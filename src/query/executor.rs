//! 查询执行服务与查询入口
//!
//! `QueryExecutorService` 包装一个共享线程池：提交一批任务，以绝对截止时间
//! 收集结果。任一任务失败或超时即设置取消标记，尚未开始的任务直接跳过，
//! 迟到的结果被丢弃。

use std::panic::{catch_unwind, AssertUnwindSafe};
use std::sync::atomic::{AtomicBool, Ordering};
use std::sync::Arc;
use std::time::{Duration, Instant};
use crossbeam::channel::{unbounded, RecvTimeoutError};
use threadpool::ThreadPool;
use tracing::{debug, warn};
use crate::common::{OlapError, Result};
use crate::config::QueryExecutorConfig;
use crate::query::plan::{InstancePlanMaker, PlanNode};
use crate::query::quota::{QueryQuota, TableQueryQuotaManager};
use crate::query::request::QueryRequest;
use crate::query::results::InstanceResponse;
use crate::segment::IndexSegment;

/// 一批任务共享的取消标记
#[derive(Debug, Clone, Default)]
pub struct CancellationToken(Arc<AtomicBool>);

impl CancellationToken {
    pub fn new() -> Self { Self::default() }
    pub fn cancel(&self) { self.0.store(true, Ordering::Release); }
    pub fn is_cancelled(&self) -> bool { self.0.load(Ordering::Acquire) }
}

pub type Task<T> = Box<dyn FnOnce(&CancellationToken) -> Result<T> + Send>;

pub struct QueryExecutorService {
    pool: ThreadPool,
}

impl QueryExecutorService {
    pub fn new(num_threads: usize) -> Self {
        Self { pool: ThreadPool::with_name("query-worker".into(), num_threads.max(1)) }
    }

    pub fn with_default_threads() -> Self { Self::new(num_cpus::get()) }

    pub fn num_threads(&self) -> usize { self.pool.max_count() }

    /// 并行执行并按提交顺序返回结果
    ///
    /// 客户端错误与超时原样返回，其余失败（含 panic）统一为 `Internal`。
    pub fn run_with_deadline<T: Send + 'static>(
        &self,
        tasks:    Vec<Task<T>>,
        deadline: Instant,
        what:     &str,
    ) -> Result<Vec<T>> {
        let num_tasks = tasks.len();
        let token = CancellationToken::new();
        let (tx, rx) = unbounded::<(usize, Result<T>)>();

        for (i, task) in tasks.into_iter().enumerate() {
            let tx = tx.clone();
            let token = token.clone();
            self.pool.execute(move || {
                let result = if token.is_cancelled() {
                    Err(OlapError::Internal("cancelled".into()))
                } else {
                    catch_unwind(AssertUnwindSafe(|| task(&token)))
                        .unwrap_or_else(|panic| Err(OlapError::Internal(panic_message(&panic))))
                };
                // 接收端可能已放弃
                let _ = tx.send((i, result));
            });
        }
        drop(tx);

        let mut slots: Vec<Option<T>> = (0..num_tasks).map(|_| None).collect();
        for _ in 0..num_tasks {
            match rx.recv_deadline(deadline) {
                Ok((i, Ok(v))) => slots[i] = Some(v),
                Ok((i, Err(e))) => {
                    token.cancel();
                    debug!(task = i, error = %e, "{what} task failed");
                    return Err(triage(e, what));
                }
                Err(RecvTimeoutError::Timeout) => {
                    token.cancel();
                    warn!(tasks = num_tasks, "{what} timed out, cancelling outstanding tasks");
                    return Err(OlapError::Timeout(what.to_string()));
                }
                Err(RecvTimeoutError::Disconnected) => {
                    token.cancel();
                    return Err(OlapError::Internal(format!("{what} workers disconnected")));
                }
            }
        }
        slots.into_iter()
            .map(|s| s.ok_or_else(|| OlapError::Internal(format!("{what} task produced no result"))))
            .collect()
    }
}

fn triage(e: OlapError, what: &str) -> OlapError {
    match e {
        e if e.is_client_error() => e,
        e @ (OlapError::Timeout(_) | OlapError::Internal(_)) => e,
        e => OlapError::Internal(format!("{what} failed: {e}")),
    }
}

fn panic_message(panic: &Box<dyn std::any::Any + Send>) -> String {
    panic.downcast_ref::<&str>().map(|s| s.to_string())
        .or_else(|| panic.downcast_ref::<String>().cloned())
        .map_or_else(|| "task panicked".to_string(), |m| format!("task panicked: {m}"))
}

// ── 查询入口 ──────────────────────────────────────────────────────────────────

/// 服务端查询入口：配额 → 校验 → 规划 → 执行
pub struct QueryExecutor {
    config:     QueryExecutorConfig,
    service:    Arc<QueryExecutorService>,
    quota:      Arc<dyn QueryQuota>,
    plan_maker: InstancePlanMaker,
}

impl QueryExecutor {
    pub fn new(config: QueryExecutorConfig) -> Result<Self> {
        Self::with_service(
            config,
            Arc::new(QueryExecutorService::with_default_threads()),
            Arc::new(TableQueryQuotaManager::default()),
        )
    }

    pub fn with_service(
        config:  QueryExecutorConfig,
        service: Arc<QueryExecutorService>,
        quota:   Arc<dyn QueryQuota>,
    ) -> Result<Self> {
        config.validate()?;
        let plan_maker = InstancePlanMaker::new(config.clone());
        Ok(Self { config, service, quota, plan_maker })
    }

    pub fn with_quota(mut self, quota: Arc<dyn QueryQuota>) -> Self {
        self.quota = quota; self
    }

    pub fn config(&self) -> &QueryExecutorConfig { &self.config }

    pub fn process_query(
        &self,
        request:  &QueryRequest,
        segments: &[Arc<dyn IndexSegment>],
    ) -> Result<InstanceResponse> {
        if !self.quota.acquire(&request.table_name) {
            warn!(table = %request.table_name, "rejecting query over quota");
            return Err(OlapError::QuotaExceeded(request.table_name.clone()));
        }
        request.validate()?;

        let timeout_ms = request.options.timeout_ms.unwrap_or(self.config.query_timeout_ms);
        let deadline = Instant::now() + Duration::from_millis(timeout_ms);
        let plan = self.plan_maker.make_instance_plan(request, segments, Arc::clone(&self.service), deadline)?;
        debug!(table = %request.table_name, "instance plan:\n{}", plan.show_tree(""));
        plan.run()?.execute()
    }
}

#[cfg(test)]
mod tests {
    use super::*;

    #[test]
    fn test_results_in_submission_order() {
        let service = QueryExecutorService::new(4);
        let tasks: Vec<Task<usize>> = (0..20usize)
            .map(|i| Box::new(move |_: &CancellationToken| {
                std::thread::sleep(Duration::from_millis((20 - i) as u64));
                Ok(i)
            }) as Task<usize>)
            .collect();
        let out = service.run_with_deadline(tasks, Instant::now() + Duration::from_secs(10), "test").unwrap();
        assert_eq!(out, (0..20).collect::<Vec<_>>());
    }

    #[test]
    fn test_error_triage() {
        let service = QueryExecutorService::new(2);
        let bad: Vec<Task<()>> = vec![
            Box::new(|_: &CancellationToken| Ok(())),
            Box::new(|_: &CancellationToken| Err(OlapError::bad_query("bad range"))),
        ];
        let err = service.run_with_deadline(bad, Instant::now() + Duration::from_secs(5), "test").unwrap_err();
        assert!(matches!(err, OlapError::BadQuery(_)));

        let io: Vec<Task<()>> = vec![Box::new(|_: &CancellationToken| {
            Err(OlapError::Io(std::io::Error::new(std::io::ErrorKind::Other, "disk")))
        })];
        let err = service.run_with_deadline(io, Instant::now() + Duration::from_secs(5), "test").unwrap_err();
        assert!(matches!(err, OlapError::Internal(_)));

        let panicking: Vec<Task<()>> = vec![Box::new(|_: &CancellationToken| panic!("boom"))];
        let err = service.run_with_deadline(panicking, Instant::now() + Duration::from_secs(5), "test").unwrap_err();
        assert!(matches!(err, OlapError::Internal(m) if m.contains("boom")));
    }

    #[test]
    fn test_deadline_cancels() {
        let service = QueryExecutorService::new(1);
        let started = Instant::now();
        let tasks: Vec<Task<()>> = (0..5)
            .map(|_| Box::new(|token: &CancellationToken| {
                if !token.is_cancelled() {
                    std::thread::sleep(Duration::from_millis(200));
                }
                Ok(())
            }) as Task<()>)
            .collect();
        let err = service.run_with_deadline(tasks, Instant::now() + Duration::from_millis(20), "test").unwrap_err();
        assert!(matches!(err, OlapError::Timeout(_)));
        assert!(started.elapsed() < Duration::from_millis(200));
    }
}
........
_PROBLEM TO WORK ON_: Could you reproduce exactly the lines of the entries above, from the one with "pub fn new(num_threads: usize)" through the one with "pub fn num_threads(&self)", and nothing else?

_RESPONSE BOX_:
    pub fn new(num_threads: usize) -> Self {
        Self { pool: ThreadPool::with_name("query-worker".into(), num_threads.max(1)) }
    }

    pub fn with_default_threads() -> Self { Self::new(num_cpus::get()) }

    pub fn num_threads(&self) -> usize { self.pool.max_count() }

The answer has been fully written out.